Critical Flaw Allowed Total Takeover
The most serious issue, CVE-2025-64446, is being exploited globally, with attack origins traced to the US, Europe, and Asia. This flaw is rated extremely high (9.8 out of 10) and has been active since early October 2025. It is a type of Path Traversal problem, which means attackers could trick the system into running files it shouldn’t.
What makes this flaw so bad is that it allows even a hacker who isn’t logged in (unauthenticated) to bypass security, create a new administrator account, and gain complete control over the device. The attacker could then disable security rules and possibly gain deeper network access.
Research firm Qualys analysed this threat, explaining that the attack cleverly combines two flaws to bypass the normal login process. The US CISA added this flaw to its KEV catalogue on November 14, 2025, demanding a fix by November 21, 2025.
Second Exploit Also Requires Immediate Fix
More recently, a second flaw, CVE-2025-58034, has also been confirmed as being actively exploited. This issue is an OS Command Injection vulnerability, which lets a logged-in (authenticated) attacker run unauthorised code on the system.
Although it is rated lower (6.7), its active exploitation is a serious concern. Jason McFadyen of Trend Micro’s Trend Research team is credited with the discovery. Due to the danger, CISA also added this flaw to its critical list on November 18, 2025, with a fix required by November 25, 2025.
What You Need to Do Now
Fortinet has released fixes, and CVE-2025-64446 was silently patched in version 8.0.2 on October 28, 2025, even though an official security alert was not released at that time.
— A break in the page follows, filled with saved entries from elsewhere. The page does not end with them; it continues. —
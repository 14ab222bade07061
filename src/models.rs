//! Core data model (§3): the entities that flow through the pipeline.

use serde::{Deserialize, Serialize};
use std::collections::BTreeMap;

/// The nine closed-set IoC categories. Order matters only for iteration
/// determinism in generators; the set itself is what §8 calls "closed".
pub const IOC_CATEGORIES: &[&str] = &[
    "ips",
    "domains",
    "urls",
    "email_addresses",
    "file_hashes",
    "filenames",
    "registry_keys",
    "process_names",
    "malicious_commands",
];

#[derive(Debug, Clone, Copy, PartialEq, Eq, Serialize, Deserialize)]
#[serde(rename_all = "lowercase")]
pub enum ConfidenceLevel {
    High,
    Medium,
    Low,
}

impl Default for ConfidenceLevel {
    fn default() -> Self {
        ConfidenceLevel::Medium
    }
}

impl ConfidenceLevel {
    pub fn parse(raw: &str) -> Option<Self> {
        match raw.to_lowercase().as_str() {
            "high" => Some(ConfidenceLevel::High),
            "medium" => Some(ConfidenceLevel::Medium),
            "low" => Some(ConfidenceLevel::Low),
            _ => None,
        }
    }
}

/// Which vendor to talk to, and how to authenticate. `api_key` is opaque to
/// the core: it's handed straight to the provider implementation.
#[derive(Debug, Clone)]
pub struct ProviderSelector {
    pub provider_id: Option<String>,
    pub model_id: Option<String>,
    pub api_key: String,
}

/// A request to analyze one threat report. Immutable after construction.
#[derive(Debug, Clone)]
pub struct AnalysisRequest {
    pub source_ref: String,
    pub extracted_text: String,
    pub image_ocr_text: String,
    pub provider_selector: ProviderSelector,
}

/// Minimum combined-text length (§3, §7) before the pipeline may start.
pub const MIN_EXTRACTED_TEXT_LEN: usize = 50;

impl AnalysisRequest {
    pub fn combined_text(&self) -> String {
        if self.image_ocr_text.is_empty() {
            self.extracted_text.clone()
        } else {
            format!("{}\n{}", self.extracted_text, self.image_ocr_text)
        }
    }

    /// §7: pre-stage validation. Only failures here prevent the pipeline
    /// from starting; everything after this point is absorbed into empty
    /// stage defaults.
    pub fn validate(&self) -> Result<(), String> {
        if self.combined_text().trim().len() < MIN_EXTRACTED_TEXT_LEN {
            return Err(format!(
                "extracted text must be at least {MIN_EXTRACTED_TEXT_LEN} characters"
            ));
        }
        Ok(())
    }
}

// ─── Provider abstraction types (§3, §4.1) ────────────────────────────────

#[derive(Debug, Clone, Copy, PartialEq, Eq)]
pub enum Role {
    System,
    User,
    Assistant,
}

#[derive(Debug, Clone)]
pub struct Message {
    pub role: Role,
    pub content: String,
}

impl Message {
    pub fn system(content: impl Into<String>) -> Self {
        Self {
            role: Role::System,
            content: content.into(),
        }
    }
    pub fn user(content: impl Into<String>) -> Self {
        Self {
            role: Role::User,
            content: content.into(),
        }
    }
    pub fn assistant(content: impl Into<String>) -> Self {
        Self {
            role: Role::Assistant,
            content: content.into(),
        }
    }
}

#[derive(Debug, Clone, Default, Serialize, Deserialize)]
pub struct TokenUsage {
    pub prompt_tokens: u64,
    pub completion_tokens: u64,
    pub total_tokens: u64,
}

#[derive(Debug, Clone)]
pub struct ProviderResponse {
    pub content: String,
    pub model: String,
    pub provider: String,
    pub usage: TokenUsage,
    pub latency_ms: f64,
    pub finish_reason: String,
}

#[derive(Debug, Clone, Copy, PartialEq, Eq)]
pub enum ModelTier {
    Flagship,
    Efficient,
    Reasoning,
}

#[derive(Debug, Clone)]
pub struct ModelInfo {
    pub provider: &'static str,
    pub model_id: &'static str,
    pub display_name: &'static str,
    pub tier: ModelTier,
    pub max_tokens: u32,
    pub supports_streaming: bool,
    pub supports_temperature: bool,
    pub cost_per_1k_input: f64,
    pub cost_per_1k_output: f64,
}

// ─── IoC / TTP extraction (§3) ─────────────────────────────────────────────

#[derive(Debug, Clone, Default, Serialize, Deserialize)]
pub struct Ttp {
    pub mitre_id: String,
    pub technique_name: String,
    pub description: String,
}

#[derive(Debug, Clone, Serialize, Deserialize)]
#[serde(default)]
pub struct IoCBundle {
    /// Always contains exactly `IOC_CATEGORIES`, possibly empty, after validation.
    pub indicators_of_compromise: BTreeMap<String, Vec<String>>,
    pub ttps: Vec<Ttp>,
    pub threat_actors: Vec<String>,
    pub tools_or_malware: Vec<String>,
    pub campaigns: Vec<String>,
    pub cves: Vec<String>,
    pub suspicious_patterns: Vec<String>,
    pub process_chains: Vec<String>,
    pub confidence_level: ConfidenceLevel,
    pub notes: String,
}

impl Default for IoCBundle {
    fn default() -> Self {
        let mut indicators_of_compromise = BTreeMap::new();
        for cat in IOC_CATEGORIES {
            indicators_of_compromise.insert(cat.to_string(), Vec::new());
        }
        Self {
            indicators_of_compromise,
            ttps: Vec::new(),
            threat_actors: Vec::new(),
            tools_or_malware: Vec::new(),
            campaigns: Vec::new(),
            cves: Vec::new(),
            suspicious_patterns: Vec::new(),
            process_chains: Vec::new(),
            confidence_level: ConfidenceLevel::Medium,
            notes: String::new(),
        }
    }
}

impl IoCBundle {
    pub fn category(&self, name: &str) -> &[String] {
        self.indicators_of_compromise
            .get(name)
            .map(|v| v.as_slice())
            .unwrap_or(&[])
    }

    pub fn is_empty(&self) -> bool {
        self.indicators_of_compromise.values().all(|v| v.is_empty())
    }

    pub fn total_ioc_count(&self) -> usize {
        self.indicators_of_compromise.values().map(|v| v.len()).sum()
    }
}

// ─── MITRE ATT&CK (§3, C8) ──────────────────────────────────────────────────

#[derive(Debug, Clone, Copy, PartialEq, Eq)]
pub enum MitreSource {
    AiExtracted,
    KeywordMatch,
}

impl MitreSource {
    pub fn as_str(&self) -> &'static str {
        match self {
            MitreSource::AiExtracted => "ai_extracted",
            MitreSource::KeywordMatch => "keyword_match",
        }
    }
}

#[derive(Debug, Clone)]
pub struct MitreTechnique {
    pub technique_id: String,
    pub technique_name: String,
    pub tactic: String,
    pub confidence: f64,
    pub source: MitreSource,
    pub description: String,
}

// ─── Generated Sigma rule (§3, C10) ────────────────────────────────────────

#[derive(Debug, Clone, Copy, PartialEq, Eq)]
pub enum SigmaLevel {
    Informational,
    Low,
    Medium,
    High,
    Critical,
}

impl SigmaLevel {
    pub fn as_str(&self) -> &'static str {
        match self {
            SigmaLevel::Informational => "informational",
            SigmaLevel::Low => "low",
            SigmaLevel::Medium => "medium",
            SigmaLevel::High => "high",
            SigmaLevel::Critical => "critical",
        }
    }

    pub fn parse(raw: &str) -> Option<Self> {
        match raw.to_lowercase().as_str() {
            "informational" => Some(SigmaLevel::Informational),
            "low" => Some(SigmaLevel::Low),
            "medium" => Some(SigmaLevel::Medium),
            "high" => Some(SigmaLevel::High),
            "critical" => Some(SigmaLevel::Critical),
            _ => None,
        }
    }
}

#[derive(Debug, Clone)]
pub struct LogSource {
    pub category: String,
    pub product: String,
    pub service: Option<String>,
}

#[derive(Debug, Clone)]
pub struct GeneratedSigmaRule {
    pub title: String,
    pub id: String,
    pub status: String,
    pub description: String,
    pub references: Vec<String>,
    pub author: String,
    pub date: String,
    /// Always `attack.<tactic>` / `attack.<tid>`, always lowercase (§8).
    pub tags: Vec<String>,
    pub logsource: LogSource,
    /// One or more named selection blocks plus `condition`.
    pub detection: serde_yaml::Mapping,
    pub fields: Vec<String>,
    pub falsepositives: Vec<String>,
    pub level: SigmaLevel,
}

// ─── Sigma catalog / matcher (§3, C12) ─────────────────────────────────────

#[derive(Debug, Clone)]
pub struct SigmaCatalogEntry {
    pub file_path: String,
    pub relative_path: String,
    pub rule: serde_yaml::Value,
}

#[derive(Debug, Clone)]
pub struct SigmaMatchResult {
    pub id: String,
    pub title: String,
    pub description: String,
    pub level: String,
    pub status: String,
    pub combined_score: f64,
    pub match_ratio: f64,
    pub confidence_label: String,
    pub matched_keywords: Vec<String>,
    pub phrase_matches: Vec<String>,
    pub tags: Vec<String>,
    pub logsource_category: String,
    pub logsource_product: String,
    pub score_breakdown: ScoreBreakdown,
    pub upstream_url: String,
}

#[derive(Debug, Clone, Copy, Default)]
pub struct ScoreBreakdown {
    pub mitre: f64,
    pub ioc_field: f64,
    pub logsource: f64,
    pub keyword: f64,
}

// ─── Atomic Red Team style scenarios (§3) ──────────────────────────────────

#[derive(Debug, Clone, Default, Serialize, Deserialize)]
pub struct AtomicExecutor {
    #[serde(rename = "type")]
    pub executor_type: String,
    pub steps: String,
    pub command: String,
    pub elevation_required: bool,
}

#[derive(Debug, Clone, Default, Serialize, Deserialize)]
pub struct ExpectedDetection {
    pub log_source: String,
    pub event_ids: Vec<String>,
    pub key_fields: Vec<String>,
    pub sigma_condition_match: String,
}

#[derive(Debug, Clone, Default, Serialize, Deserialize)]
pub struct Cleanup {
    pub command: String,
    pub description: String,
}

#[derive(Debug, Clone, Default, Serialize, Deserialize)]
pub struct AtomicTest {
    pub sigma_rule_title: String,
    pub test_name: String,
    pub description: String,
    pub mitre_technique: String,
    pub platforms: Vec<String>,
    pub privilege_required: String,
    pub prerequisites: Vec<String>,
    pub executor: AtomicExecutor,
    pub expected_detection: ExpectedDetection,
    pub cleanup: Cleanup,
    pub real_world_reference: String,
    pub safety_notes: String,
}

// ─── SIEM queries (§3, §6, C11) ─────────────────────────────────────────────

#[derive(Debug, Clone, Default, Serialize, Deserialize)]
pub struct SiemQueryBlock {
    pub description: String,
    pub query: String,
    pub notes: String,
}

#[derive(Debug, Clone, Default, Serialize, Deserialize)]
pub struct SiemQueries {
    pub splunk: SiemQueryBlock,
    pub qradar: SiemQueryBlock,
    pub elastic: SiemQueryBlock,
    pub sentinel: SiemQueryBlock,
}

// ─── Aggregated result (§6) ─────────────────────────────────────────────────

#[derive(Debug, Clone, Default, Serialize, Deserialize)]
pub struct AnalysisDataSummary {
    pub indicators_of_compromise: BTreeMap<String, Vec<String>>,
    pub ttps: Vec<Ttp>,
    pub threat_actors: Vec<String>,
    pub tools_or_malware: Vec<String>,
}

#[derive(Debug, Clone, Default, Serialize, Deserialize)]
pub struct MitreMappingSummary {
    pub techniques: Vec<SerializableMitreTechnique>,
    pub tactic_summary: BTreeMap<String, u32>,
    pub tags: Vec<String>,
}

#[derive(Debug, Clone, Default, Serialize, Deserialize)]
pub struct SerializableMitreTechnique {
    pub technique_id: String,
    pub technique_name: String,
    pub tactic: String,
    pub confidence: f64,
    pub source: String,
    pub description: String,
}

impl From<&MitreTechnique> for SerializableMitreTechnique {
    fn from(t: &MitreTechnique) -> Self {
        Self {
            technique_id: t.technique_id.clone(),
            technique_name: t.technique_name.clone(),
            tactic: t.tactic.clone(),
            confidence: t.confidence,
            source: t.source.as_str().to_string(),
            description: t.description.clone(),
        }
    }
}

#[derive(Debug, Clone, Default, Serialize, Deserialize)]
pub struct YaraRuleOutput {
    pub name: String,
    pub description: String,
    pub rule: String,
    pub severity: String,
    pub tags: Vec<String>,
    pub metadata: BTreeMap<String, String>,
}

#[derive(Debug, Clone, Default, Serialize, Deserialize)]
pub struct IocSigmaRuleOutput {
    pub title: String,
    pub rule_yaml: String,
    pub category: String,
    pub level: String,
    pub tags: Vec<String>,
    pub ioc_type: String,
    pub ioc_count: usize,
}

#[derive(Debug, Clone, Default, Serialize, Deserialize)]
pub struct SigmaMatchOutput {
    pub id: String,
    pub title: String,
    pub description: String,
    pub level: String,
    pub status: String,
    pub combined_score: f64,
    pub match_ratio: f64,
    pub confidence_label: String,
    pub matched_keywords: Vec<String>,
    pub phrase_matches: Vec<String>,
    pub tags: Vec<String>,
    pub upstream_url: String,
}

impl From<&SigmaMatchResult> for SigmaMatchOutput {
    fn from(m: &SigmaMatchResult) -> Self {
        Self {
            id: m.id.clone(),
            title: m.title.clone(),
            description: m.description.clone(),
            level: m.level.clone(),
            status: m.status.clone(),
            combined_score: m.combined_score,
            match_ratio: m.match_ratio,
            confidence_label: m.confidence_label.clone(),
            matched_keywords: m.matched_keywords.clone(),
            phrase_matches: m.phrase_matches.clone(),
            tags: m.tags.clone(),
            upstream_url: m.upstream_url.clone(),
        }
    }
}

#[derive(Debug, Clone, Default, Serialize, Deserialize)]
pub struct AnalysisResult {
    pub threat_summary: String,
    pub analysis_data: AnalysisDataSummary,
    pub mitre_mapping: MitreMappingSummary,
    pub yara_rules: Vec<YaraRuleOutput>,
    pub ioc_sigma_rules: Vec<IocSigmaRuleOutput>,
    pub generated_sigma_rules: String,
    pub siem_queries: SiemQueries,
    pub atomic_tests: Vec<AtomicTest>,
    pub sigma_matches: Vec<SigmaMatchOutput>,
}

#[cfg(test)]
mod tests {
    use super::*;

    #[test]
    fn default_ioc_bundle_has_every_category() {
        let bundle = IoCBundle::default();
        for cat in IOC_CATEGORIES {
            assert!(bundle.indicators_of_compromise.contains_key(*cat));
        }
        assert!(bundle.is_empty());
    }

    #[test]
    fn combined_text_joins_ocr_when_present() {
        let req = AnalysisRequest {
            source_ref: "https://example.com".into(),
            extracted_text: "report body".into(),
            image_ocr_text: "ocr text".into(),
            provider_selector: ProviderSelector {
                provider_id: None,
                model_id: None,
                api_key: "sk-test".into(),
            },
        };
        assert_eq!(req.combined_text(), "report body\nocr text");
    }

    #[test]
    fn validate_rejects_short_text() {
        let req = AnalysisRequest {
            source_ref: "https://example.com".into(),
            extracted_text: "too short".into(),
            image_ocr_text: "".into(),
            provider_selector: ProviderSelector {
                provider_id: None,
                model_id: None,
                api_key: "sk-test".into(),
            },
        };
        assert!(req.validate().is_err());
    }
}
Affected organisations must immediately update their FortiWeb versions. For example, if you are running version 8.0.1 or earlier, you must update to FortiWeb 8.0.2 or higher. If you are using the 7.6 branch, you must update to 7.6.6 to fix all recent issues (version 7.6.5 only fixed the older critical flaw). Updates are also available for versions in the 7.4, 7.2, and 7.0 branches.
As a necessary, temporary step, you should immediately disable the device’s management access from the public internet. Furthermore, organisations must check their system logs for any unauthorised administrator accounts, such as “Testpoint” or “trader,” which hackers have been observed creating since early October.